=== Section Start ===

//! Per-scene multi-band extraction.
//!
//! No band math and no time aggregation: each retained scene becomes one
//! multi-band GeoTIFF, with all bands harmonized to the coarsest requested
//! resolution and described by the trailing segment of their asset URL.

use crate::config::ExtractConfig;
use crate::engine::select_scenes;
use crate::zip::zip_files;
use anyhow::{Context, Result};
use futures::StreamExt;
use ndarray::{Array3, s};
use std::path::PathBuf;
use vcube_core::stac::CatalogClient;
use vcube_core::{EngineError, GeoBBox, JobSink, Scene};
use vcube_raster::{probe_pixel_size, read_window_harmonized, write_geotiff};

/// The band description derived from an asset URL: the last path segment up
/// to its first dot, query string stripped (signed URLs carry one).
pub(crate) fn band_description(url: &str) -> String {
	let tail = url.rsplit('/').next().unwrap_or(url);
	let tail = tail.split('?').next().unwrap_or(tail);
	tail.split('.').next().unwrap_or(tail).to_string()
}

/// Reads all requested bands of one scene onto the coarsest band's grid and
/// writes the stacked GeoTIFF. Returns `None` when the AOI leaves the scene.
pub(crate) fn extract_scene(
	urls: &[String],
	bbox: &GeoBBox,
	output: &std::path::Path,
) -> Result<Option<PathBuf>> {
	// probe every band first and harmonize to the largest pixel area
	let mut target = (0.0f64, 0.0f64);
	for url in urls {
		let resolution = probe_pixel_size(url)?;
		if resolution.0 * resolution.1 > target.0 * target.1 {
			target = resolution;
		}
	}

	let mut layers = Vec::with_capacity(urls.len());
	let mut descriptions = Vec::with_capacity(urls.len());
	let mut projection = String::new();
	let mut transform = [0.0; 6];
	for url in urls {
		let Some(read) = read_window_harmonized(url, bbox, target)? else {
			return Ok(None);
		};
		projection = read.projection;
		transform = read.transform;
		descriptions.push(band_description(url));
		layers.push(read.data);
	}

	// window rounding may leave a one-pixel size difference between bands
	let height = layers.iter().map(|layer| layer.dim().1).min().unwrap_or(0);
	let width = layers.iter().map(|layer| layer.dim().2).min().unwrap_or(0);
	let mut stacked = Array3::zeros((layers.len(), height, width));
	for (index, layer) in layers.iter().enumerate() {
		stacked
			.slice_mut(s![index, .., ..])
			.assign(&layer.slice(s![0, ..height, ..width]));
	}

	write_geotiff(output, &stacked, &projection, &transform, &descriptions)?;
	Ok(Some(output.to_path_buf()))
}

/// The extraction pipeline: one multi-band GeoTIFF per retained scene.
pub async fn extract(cfg: &ExtractConfig, sink: &JobSink) -> Result<()> {
	let plan = cfg.validated()?;
	std::fs::create_dir_all(&cfg.output_dir)
		.with_context(|| format!("cannot create output directory {:?}", cfg.output_dir))?;

	sink.line("Extracting bands...");
	let catalog = CatalogClient::new();
	let selected = select_scenes(
		&catalog,
		sink,
		plan.sensor,
		&cfg.bbox,
		cfg.start_date,
		cfg.end_date,
		cfg.cloud_cover,
		cfg.smart_filter,
	)
	.await?;

	let mut jobs: Vec<(Scene, Vec<String>)> = Vec::with_capacity(selected.len());
	for scene in selected {
		let mut urls = Vec::with_capacity(cfg.bands_list.len());
		for band in &cfg.bands_list {
			urls.push(catalog.resolve_href(plan.sensor, scene.asset_href(band)?).await?);
		}
		jobs.push((scene, urls));
	}

	let total = jobs.len();
	let mut stream = futures::stream::iter(jobs.into_iter().map(|(scene, urls)| {
		let bbox = cfg.bbox;
		let output = cfg.output_dir.join(format!("{}_bands_export.tif", scene.id));
		async move {
			let outcome = tokio::task::spawn_blocking(move || extract_scene(&urls, &bbox, &output)).await;
			(scene, outcome)
		}
	}))
	.buffer_unordered(plan.workers);

	let mut outputs: Vec<PathBuf> = Vec::new();
	while let Some((scene, outcome)) = stream.next().await {
		match outcome {
			Ok(Ok(Some(path))) => {
				sink.line(format!("Extracted scene {} ({}/{total})", scene.id, outputs.len() + 1));
				outputs.push(path);
			}
			Ok(Ok(None)) => log::debug!("scene '{}' window is out of bounds", scene.id),
			Ok(Err(err)) => sink.warn(format!("skipping scene '{}': {err}", scene.id)),
			Err(join_error) => sink.warn(format!("scene '{}' worker failed: {join_error}", scene.id)),
		}
	}

	if outputs.is_empty() {
		return Err(EngineError::no_results(
			"every selected scene failed or fell outside its raster".to_string(),
		));
	}

	if cfg.zip_output {
		sink.line("Zipping extracted TIFF files...");
		zip_files(&outputs, &cfg.output_dir.join("tiff_files.zip"))?;
	}

	sink.line(format!(
		"Raw band extraction completed. Results saved in {}",
		cfg.output_dir.display()
	));
	Ok(())
}

#[cfg(test)]
mod tests {
	use super::*;
	use vcube_raster::read_geotiff;

	#[test]
	fn band_descriptions_strip_path_extension_and_query() {
		assert_eq!(band_description("https://cogs.test/scene/B04.tif"), "B04");
		assert_eq!(
			band_description("https://landsat.test/LC09_L2SP_142040_SR_B5.TIF?st=2024&sig=abc"),
			"LC09_L2SP_142040_SR_B5"
		);
		assert_eq!(band_description("plain"), "plain");
	}

	fn wgs84_wkt() -> String {
		use gdal::spatial_ref::SpatialRef;
		SpatialRef::from_epsg(4326).unwrap().to_wkt().unwrap()
	}

	fn cog(dir: &std::path::Path, name: &str, size: usize, base: f64) -> String {
		let path = dir.join(name);
		let data = Array3::from_elem((1, size, size), base);
		let pixel = 1.0 / size as f64;
		let gt = [10.0, pixel, 0.0, 50.0, 0.0, -pixel];
		write_geotiff(&path, &data, &wgs84_wkt(), &gt, &[]).unwrap();
		path.to_string_lossy().to_string()
	}

	#[test]
	fn harmonizes_mixed_resolutions_to_the_coarsest() {
		let dir = tempfile::tempdir().unwrap();
		// 100-px fine band and 50-px coarse band over the same square degree
		let fine = cog(dir.path(), "B04.tif", 100, 4.0);
		let coarse = cog(dir.path(), "B11.tif", 50, 11.0);
		let bbox = GeoBBox::new(10.2, 49.2, 10.6, 49.6).unwrap();

		let output = dir.path().join("out_bands_export.tif");
		let written = extract_scene(&[fine, coarse], &bbox, &output).unwrap().unwrap();

		let (data, _, gt) = read_geotiff(&written).unwrap();
		assert_eq!(data.dim().0, 2);
		// both bands share the coarse 1/50-degree grid
		assert!((gt[1] - 0.02).abs() < 1e-9);
		assert_eq!(data.dim().1, data.dim().2);
		assert_eq!(data[[0, 0, 0]], 4.0);
		assert_eq!(data[[1, 0, 0]], 11.0);

		// band descriptions are the trailing url segments
		use gdal::{Dataset, Metadata};
		let dataset = Dataset::open(&written).unwrap();
		assert_eq!(dataset.rasterband(1).unwrap().description().unwrap(), "B04");
		assert_eq!(dataset.rasterband(2).unwrap().description().unwrap(), "B11");
	}

	#[test]
	fn scene_outside_the_aoi_is_skipped() {
		let dir = tempfile::tempdir().unwrap();
		let band = cog(dir.path(), "B04.tif", 50, 1.0);
		let bbox = GeoBBox::new(40.0, 10.0, 41.0, 11.0).unwrap();
		let output = dir.path().join("out.tif");
		assert!(extract_scene(&[band], &bbox, &output).unwrap().is_none());
		assert!(!output.exists());
	}
}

=== Section End ===

▶ [WORK INSTRUCTIONS]:
The lines above should be duplicated exactly.

▶ [FINISHED EXERCISE]:
//! Per-scene multi-band extraction.
//!
//! No band math and no time aggregation: each retained scene becomes one
//! multi-band GeoTIFF, with all bands harmonized to the coarsest requested
//! resolution and described by the trailing segment of their asset URL.

use crate::config::ExtractConfig;
use crate::engine::select_scenes;
use crate::zip::zip_files;
use anyhow::{Context, Result};
use futures::StreamExt;
use ndarray::{Array3, s};
use std::path::PathBuf;
use vcube_core::stac::CatalogClient;
use vcube_core::{EngineError, GeoBBox, JobSink, Scene};
use vcube_raster::{probe_pixel_size, read_window_harmonized, write_geotiff};

/// The band description derived from an asset URL: the last path segment up
/// to its first dot, query string stripped (signed URLs carry one).
pub(crate) fn band_description(url: &str) -> String {
	let tail = url.rsplit('/').next().unwrap_or(url);
	let tail = tail.split('?').next().unwrap_or(tail);
	tail.split('.').next().unwrap_or(tail).to_string()
}

/// Reads all requested bands of one scene onto the coarsest band's grid and
/// writes the stacked GeoTIFF. Returns `None` when the AOI leaves the scene.
pub(crate) fn extract_scene(
	urls: &[String],
	bbox: &GeoBBox,
	output: &std::path::Path,
) -> Result<Option<PathBuf>> {
	// probe every band first and harmonize to the largest pixel area
	let mut target = (0.0f64, 0.0f64);
	for url in urls {
		let resolution = probe_pixel_size(url)?;
		if resolution.0 * resolution.1 > target.0 * target.1 {
			target = resolution;
		}
	}

	let mut layers = Vec::with_capacity(urls.len());
	let mut descriptions = Vec::with_capacity(urls.len());
	let mut projection = String::new();
	let mut transform = [0.0; 6];
	for url in urls {
		let Some(read) = read_window_harmonized(url, bbox, target)? else {
			return Ok(None);
		};
		projection = read.projection;
		transform = read.transform;
		descriptions.push(band_description(url));
		layers.push(read.data);
	}

	// window rounding may leave a one-pixel size difference between bands
	let height = layers.iter().map(|layer| layer.dim().1).min().unwrap_or(0);
	let width = layers.iter().map(|layer| layer.dim().2).min().unwrap_or(0);
	let mut stacked = Array3::zeros((layers.len(), height, width));
	for (index, layer) in layers.iter().enumerate() {
		stacked
			.slice_mut(s![index, .., ..])
			.assign(&layer.slice(s![0, ..height, ..width]));
	}

	write_geotiff(output, &stacked, &projection, &transform, &descriptions)?;
	Ok(Some(output.to_path_buf()))
}

/// The extraction pipeline: one multi-band GeoTIFF per retained scene.
pub async fn extract(cfg: &ExtractConfig, sink: &JobSink) -> Result<()> {
	let plan = cfg.validated()?;
	std::fs::create_dir_all(&cfg.output_dir)
		.with_context(|| format!("cannot create output directory {:?}", cfg.output_dir))?;

	sink.line("Extracting bands...");
	let catalog = CatalogClient::new();
	let selected = select_scenes(
		&catalog,
		sink,
		plan.sensor,
		&cfg.bbox,
		cfg.start_date,
		cfg.end_date,
		cfg.cloud_cover,
		cfg.smart_filter,
	)
	.await?;

	let mut jobs: Vec<(Scene, Vec<String>)> = Vec::with_capacity(selected.len());
	for scene in selected {
		let mut urls = Vec::with_capacity(cfg.bands_list.len());
		for band in &cfg.bands_list {
			urls.push(catalog.resolve_href(plan.sensor, scene.asset_href(band)?).await?);
		}
		jobs.push((scene, urls));
	}

	let total = jobs.len();
	let mut stream = futures::stream::iter(jobs.into_iter().map(|(scene, urls)| {
		let bbox = cfg.bbox;
		let output = cfg.output_dir.join(format!("{}_bands_export.tif", scene.id));
		async move {
			let outcome = tokio::task::spawn_blocking(move || extract_scene(&urls, &bbox, &output)).await;
			(scene, outcome)
		}
	}))
	.buffer_unordered(plan.workers);

	let mut outputs: Vec<PathBuf> = Vec::new();
	while let Some((scene, outcome)) = stream.next().await {
		match outcome {
			Ok(Ok(Some(path))) => {
				sink.line(format!("Extracted scene {} ({}/{total})", scene.id, outputs.len() + 1));
				outputs.push(path);
			}
			Ok(Ok(None)) => log::debug!("scene '{}' window is out of bounds", scene.id),
			Ok(Err(err)) => sink.warn(format!("skipping scene '{}': {err}", scene.id)),
			Err(join_error) => sink.warn(format!("scene '{}' worker failed: {join_error}", scene.id)),
		}
	}

	if outputs.is_empty() {
		return Err(EngineError::no_results(
			"every selected scene failed or fell outside its raster".to_string(),
		));
	}

	if cfg.zip_output {
		sink.line("Zipping extracted TIFF files...");
		zip_files(&outputs, &cfg.output_dir.join("tiff_files.zip"))?;
	}

	sink.line(format!(
		"Raw band extraction completed. Results saved in {}",
		cfg.output_dir.display()
	));
	Ok(())
}

#[cfg(test)]
mod tests {
	use super::*;
	use vcube_raster::read_geotiff;

	#[test]
	fn band_descriptions_strip_path_extension_and_query() {
		assert_eq!(band_description("https://cogs.test/scene/B04.tif"), "B04");
		assert_eq!(
			band_description("https://landsat.test/LC09_L2SP_142040_SR_B5.TIF?st=2024&sig=abc"),
			"LC09_L2SP_142040_SR_B5"
		);
		assert_eq!(band_description("plain"), "plain");
	}

	fn wgs84_wkt() -> String {
		use gdal::spatial_ref::SpatialRef;
		SpatialRef::from_epsg(4326).unwrap().to_wkt().unwrap()
	}

	fn cog(dir: &std::path::Path, name: &str, size: usize, base: f64) -> String {
		let path = dir.join(name);
		let data = Array3::from_elem((1, size, size), base);
		let pixel = 1.0 / size as f64;
		let gt = [10.0, pixel, 0.0, 50.0, 0.0, -pixel];
		write_geotiff(&path, &data, &wgs84_wkt(), &gt, &[]).unwrap();
		path.to_string_lossy().to_string()
	}

	#[test]
	fn harmonizes_mixed_resolutions_to_the_coarsest() {
		let dir = tempfile::tempdir().unwrap();
		// 100-px fine band and 50-px coarse band over the same square degree
		let fine = cog(dir.path(), "B04.tif", 100, 4.0);
		let coarse = cog(dir.path(), "B11.tif", 50, 11.0);
		let bbox = GeoBBox::new(10.2, 49.2, 10.6, 49.6).unwrap();

		let output = dir.path().join("out_bands_export.tif");
		let written = extract_scene(&[fine, coarse], &bbox, &output).unwrap().unwrap();

		let (data, _, gt) = read_geotiff(&written).unwrap();
		assert_eq!(data.dim().0, 2);
		// both bands share the coarse 1/50-degree grid
		assert!((gt[1] - 0.02).abs() < 1e-9);
		assert_eq!(data.dim().1, data.dim().2);
		assert_eq!(data[[0, 0, 0]], 4.0);
		assert_eq!(data[[1, 0, 0]], 11.0);

		// band descriptions are the trailing url segments
		use gdal::{Dataset, Metadata};
		let dataset = Dataset::open(&written).unwrap();
		assert_eq!(dataset.rasterband(1).unwrap().description().unwrap(), "B04");
		assert_eq!(dataset.rasterband(2).unwrap().description().unwrap(), "B11");
	}

	#[test]
	fn scene_outside_the_aoi_is_skipped() {
		let dir = tempfile::tempdir().unwrap();
		let band = cog(dir.path(), "B04.tif", 50, 1.0);
		let bbox = GeoBBox::new(40.0, 10.0, 41.0, 11.0).unwrap();
		let output = dir.path().join("out.tif");
		assert!(extract_scene(&[band], &bbox, &output).unwrap().is_none());
		assert!(!output.exists());
	}
}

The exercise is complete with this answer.